=== Stored data ===
◇ ◇ ◇ ◇
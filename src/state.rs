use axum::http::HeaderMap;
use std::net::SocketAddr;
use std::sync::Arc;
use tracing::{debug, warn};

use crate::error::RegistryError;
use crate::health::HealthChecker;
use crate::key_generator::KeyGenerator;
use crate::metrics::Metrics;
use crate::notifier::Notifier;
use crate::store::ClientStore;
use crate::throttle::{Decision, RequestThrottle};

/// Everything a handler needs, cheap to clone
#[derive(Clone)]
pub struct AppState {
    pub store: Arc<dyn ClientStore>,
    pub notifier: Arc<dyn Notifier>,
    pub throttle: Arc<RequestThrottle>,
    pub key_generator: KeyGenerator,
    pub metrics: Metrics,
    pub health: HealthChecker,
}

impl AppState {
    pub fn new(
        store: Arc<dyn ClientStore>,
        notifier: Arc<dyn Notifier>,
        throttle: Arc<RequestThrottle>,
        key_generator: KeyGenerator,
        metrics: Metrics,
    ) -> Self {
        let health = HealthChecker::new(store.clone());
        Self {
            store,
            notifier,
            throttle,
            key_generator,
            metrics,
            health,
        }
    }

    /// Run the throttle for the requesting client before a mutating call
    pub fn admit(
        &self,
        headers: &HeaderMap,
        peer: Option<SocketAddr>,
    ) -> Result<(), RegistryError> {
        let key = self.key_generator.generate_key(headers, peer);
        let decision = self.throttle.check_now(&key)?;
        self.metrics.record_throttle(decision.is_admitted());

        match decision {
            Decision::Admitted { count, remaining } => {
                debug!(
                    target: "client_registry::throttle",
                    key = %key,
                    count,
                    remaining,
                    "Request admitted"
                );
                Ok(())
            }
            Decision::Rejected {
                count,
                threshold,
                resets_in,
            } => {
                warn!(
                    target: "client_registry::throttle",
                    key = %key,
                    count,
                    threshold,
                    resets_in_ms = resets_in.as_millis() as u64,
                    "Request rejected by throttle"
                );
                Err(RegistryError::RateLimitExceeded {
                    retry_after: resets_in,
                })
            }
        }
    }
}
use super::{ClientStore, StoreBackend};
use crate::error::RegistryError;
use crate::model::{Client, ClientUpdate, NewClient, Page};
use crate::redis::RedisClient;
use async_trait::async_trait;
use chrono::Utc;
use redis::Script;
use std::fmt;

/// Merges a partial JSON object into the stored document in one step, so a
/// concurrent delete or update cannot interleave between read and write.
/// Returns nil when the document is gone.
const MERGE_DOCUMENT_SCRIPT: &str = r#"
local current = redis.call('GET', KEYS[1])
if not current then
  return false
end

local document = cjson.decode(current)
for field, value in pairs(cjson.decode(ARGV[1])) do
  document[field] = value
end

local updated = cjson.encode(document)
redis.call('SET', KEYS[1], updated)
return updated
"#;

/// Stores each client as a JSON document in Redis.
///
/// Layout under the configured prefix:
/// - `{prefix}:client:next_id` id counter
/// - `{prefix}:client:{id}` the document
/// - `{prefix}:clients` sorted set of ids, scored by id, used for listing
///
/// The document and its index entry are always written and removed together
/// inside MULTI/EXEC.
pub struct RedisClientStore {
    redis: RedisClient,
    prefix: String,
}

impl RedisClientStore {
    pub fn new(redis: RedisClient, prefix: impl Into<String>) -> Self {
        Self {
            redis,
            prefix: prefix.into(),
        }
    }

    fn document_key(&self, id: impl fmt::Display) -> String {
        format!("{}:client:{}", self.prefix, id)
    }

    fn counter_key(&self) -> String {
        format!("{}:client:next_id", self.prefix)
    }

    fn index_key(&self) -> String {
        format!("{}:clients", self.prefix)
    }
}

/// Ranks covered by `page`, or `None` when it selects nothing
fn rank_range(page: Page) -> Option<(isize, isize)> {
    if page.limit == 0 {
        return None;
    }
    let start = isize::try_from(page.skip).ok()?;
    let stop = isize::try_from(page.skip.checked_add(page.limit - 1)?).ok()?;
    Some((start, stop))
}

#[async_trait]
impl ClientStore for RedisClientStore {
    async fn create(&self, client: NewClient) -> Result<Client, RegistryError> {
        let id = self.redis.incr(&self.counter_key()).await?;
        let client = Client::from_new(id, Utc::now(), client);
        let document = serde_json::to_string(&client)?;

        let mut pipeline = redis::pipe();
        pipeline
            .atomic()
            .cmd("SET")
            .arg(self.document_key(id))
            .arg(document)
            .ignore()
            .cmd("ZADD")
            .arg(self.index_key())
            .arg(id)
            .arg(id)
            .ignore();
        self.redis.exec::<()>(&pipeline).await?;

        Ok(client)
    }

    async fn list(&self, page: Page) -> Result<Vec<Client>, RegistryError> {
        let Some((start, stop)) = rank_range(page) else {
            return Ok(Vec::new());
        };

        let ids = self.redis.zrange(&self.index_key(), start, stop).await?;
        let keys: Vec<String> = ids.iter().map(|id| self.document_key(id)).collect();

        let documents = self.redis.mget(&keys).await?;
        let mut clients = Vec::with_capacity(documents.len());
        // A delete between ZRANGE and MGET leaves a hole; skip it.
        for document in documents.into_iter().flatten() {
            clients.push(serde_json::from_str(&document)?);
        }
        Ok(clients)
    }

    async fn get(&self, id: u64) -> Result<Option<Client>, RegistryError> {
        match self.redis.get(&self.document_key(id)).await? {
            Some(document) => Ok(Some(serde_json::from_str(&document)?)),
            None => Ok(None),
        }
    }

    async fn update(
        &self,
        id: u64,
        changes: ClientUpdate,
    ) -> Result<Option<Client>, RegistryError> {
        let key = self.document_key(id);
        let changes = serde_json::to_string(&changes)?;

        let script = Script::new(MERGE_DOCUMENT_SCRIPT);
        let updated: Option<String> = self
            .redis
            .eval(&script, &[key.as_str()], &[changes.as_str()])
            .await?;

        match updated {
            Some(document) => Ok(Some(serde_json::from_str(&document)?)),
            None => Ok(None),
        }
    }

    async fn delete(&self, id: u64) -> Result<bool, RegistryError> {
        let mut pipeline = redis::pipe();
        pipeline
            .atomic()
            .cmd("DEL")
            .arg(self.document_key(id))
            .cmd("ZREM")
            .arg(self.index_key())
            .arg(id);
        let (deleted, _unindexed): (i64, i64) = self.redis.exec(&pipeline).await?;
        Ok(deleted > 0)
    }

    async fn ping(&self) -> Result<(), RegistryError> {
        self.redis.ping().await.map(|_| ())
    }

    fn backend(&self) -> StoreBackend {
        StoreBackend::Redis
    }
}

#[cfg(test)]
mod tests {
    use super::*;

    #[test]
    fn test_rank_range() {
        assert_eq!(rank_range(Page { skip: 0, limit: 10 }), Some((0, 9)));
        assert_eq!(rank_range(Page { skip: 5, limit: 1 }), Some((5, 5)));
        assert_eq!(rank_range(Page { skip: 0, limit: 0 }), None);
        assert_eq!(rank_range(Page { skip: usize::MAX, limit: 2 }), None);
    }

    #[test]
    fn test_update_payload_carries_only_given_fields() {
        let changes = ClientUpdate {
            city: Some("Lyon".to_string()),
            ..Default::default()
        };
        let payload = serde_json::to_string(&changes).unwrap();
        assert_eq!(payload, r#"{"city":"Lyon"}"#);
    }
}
◇ ◇ ◇ ◇
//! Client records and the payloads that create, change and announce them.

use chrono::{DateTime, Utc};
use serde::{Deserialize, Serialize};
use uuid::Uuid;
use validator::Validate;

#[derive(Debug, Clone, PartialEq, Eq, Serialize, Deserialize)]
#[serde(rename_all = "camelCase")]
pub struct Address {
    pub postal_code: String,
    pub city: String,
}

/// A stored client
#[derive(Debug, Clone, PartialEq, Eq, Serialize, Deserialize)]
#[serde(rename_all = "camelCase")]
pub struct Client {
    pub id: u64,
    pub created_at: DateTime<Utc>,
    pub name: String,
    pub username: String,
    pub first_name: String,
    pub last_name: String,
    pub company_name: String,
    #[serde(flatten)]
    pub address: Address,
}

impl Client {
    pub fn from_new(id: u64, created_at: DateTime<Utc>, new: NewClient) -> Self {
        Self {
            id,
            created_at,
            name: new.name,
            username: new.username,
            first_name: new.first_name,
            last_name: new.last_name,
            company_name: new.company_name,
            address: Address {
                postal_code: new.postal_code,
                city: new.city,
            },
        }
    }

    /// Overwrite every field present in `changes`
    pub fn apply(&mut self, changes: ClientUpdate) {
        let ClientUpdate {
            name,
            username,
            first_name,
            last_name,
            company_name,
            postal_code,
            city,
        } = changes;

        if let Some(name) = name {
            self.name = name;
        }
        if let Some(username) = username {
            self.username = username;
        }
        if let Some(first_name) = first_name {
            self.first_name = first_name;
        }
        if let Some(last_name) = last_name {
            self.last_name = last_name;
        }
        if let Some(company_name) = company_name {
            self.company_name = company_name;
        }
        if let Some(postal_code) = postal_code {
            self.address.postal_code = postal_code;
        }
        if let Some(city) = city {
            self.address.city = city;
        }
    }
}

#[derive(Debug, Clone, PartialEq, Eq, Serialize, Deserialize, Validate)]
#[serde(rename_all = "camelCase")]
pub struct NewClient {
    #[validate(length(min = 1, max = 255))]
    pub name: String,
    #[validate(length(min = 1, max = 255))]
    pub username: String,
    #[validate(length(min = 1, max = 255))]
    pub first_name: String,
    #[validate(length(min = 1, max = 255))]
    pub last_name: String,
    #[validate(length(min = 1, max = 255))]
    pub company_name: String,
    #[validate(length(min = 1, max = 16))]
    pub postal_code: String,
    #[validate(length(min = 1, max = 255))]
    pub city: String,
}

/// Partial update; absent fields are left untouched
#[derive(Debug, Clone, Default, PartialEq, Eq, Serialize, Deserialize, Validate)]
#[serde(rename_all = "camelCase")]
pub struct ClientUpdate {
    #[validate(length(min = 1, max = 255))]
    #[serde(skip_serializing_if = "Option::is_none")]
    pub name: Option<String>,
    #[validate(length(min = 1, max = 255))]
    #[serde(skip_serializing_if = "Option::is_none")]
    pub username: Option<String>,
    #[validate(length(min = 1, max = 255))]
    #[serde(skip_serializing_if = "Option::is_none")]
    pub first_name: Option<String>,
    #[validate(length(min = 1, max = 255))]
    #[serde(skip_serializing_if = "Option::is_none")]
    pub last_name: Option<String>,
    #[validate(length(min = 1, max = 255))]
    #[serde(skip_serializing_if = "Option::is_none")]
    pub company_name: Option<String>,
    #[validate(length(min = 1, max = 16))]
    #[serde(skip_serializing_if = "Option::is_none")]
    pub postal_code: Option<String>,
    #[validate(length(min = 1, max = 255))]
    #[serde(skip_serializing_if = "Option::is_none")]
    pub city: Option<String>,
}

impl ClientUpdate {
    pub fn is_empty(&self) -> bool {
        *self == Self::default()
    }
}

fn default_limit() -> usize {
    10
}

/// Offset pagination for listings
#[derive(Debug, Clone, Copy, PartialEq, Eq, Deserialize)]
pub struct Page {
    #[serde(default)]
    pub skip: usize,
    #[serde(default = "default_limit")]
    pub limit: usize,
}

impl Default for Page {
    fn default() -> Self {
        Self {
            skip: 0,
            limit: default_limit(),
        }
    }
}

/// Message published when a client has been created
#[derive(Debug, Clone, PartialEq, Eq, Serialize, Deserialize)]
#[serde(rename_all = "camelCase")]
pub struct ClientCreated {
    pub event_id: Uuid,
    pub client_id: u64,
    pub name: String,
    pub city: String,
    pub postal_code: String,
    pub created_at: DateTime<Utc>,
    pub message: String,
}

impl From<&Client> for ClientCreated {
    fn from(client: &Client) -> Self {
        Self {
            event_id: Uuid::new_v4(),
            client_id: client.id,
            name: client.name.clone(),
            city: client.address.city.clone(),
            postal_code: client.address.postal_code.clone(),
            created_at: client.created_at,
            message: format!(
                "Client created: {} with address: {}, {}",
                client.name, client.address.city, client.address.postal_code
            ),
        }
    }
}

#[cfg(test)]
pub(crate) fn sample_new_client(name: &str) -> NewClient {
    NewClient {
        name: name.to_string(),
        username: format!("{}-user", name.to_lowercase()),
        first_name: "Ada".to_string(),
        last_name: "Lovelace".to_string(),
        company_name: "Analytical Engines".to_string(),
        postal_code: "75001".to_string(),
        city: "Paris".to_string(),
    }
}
◇ ◇ ◇ ◇
=== ASSIGNMENT ===
Search the entries for "stop" and show every line that has it.

=== EXERCISE ANSWER ===
    let stop = isize::try_from(page.skip.checked_add(page.limit - 1)?).ok()?;
    Some((start, stop))
        let Some((start, stop)) = rank_range(page) else {
        let ids = self.redis.zrange(&self.index_key(), start, stop).await?;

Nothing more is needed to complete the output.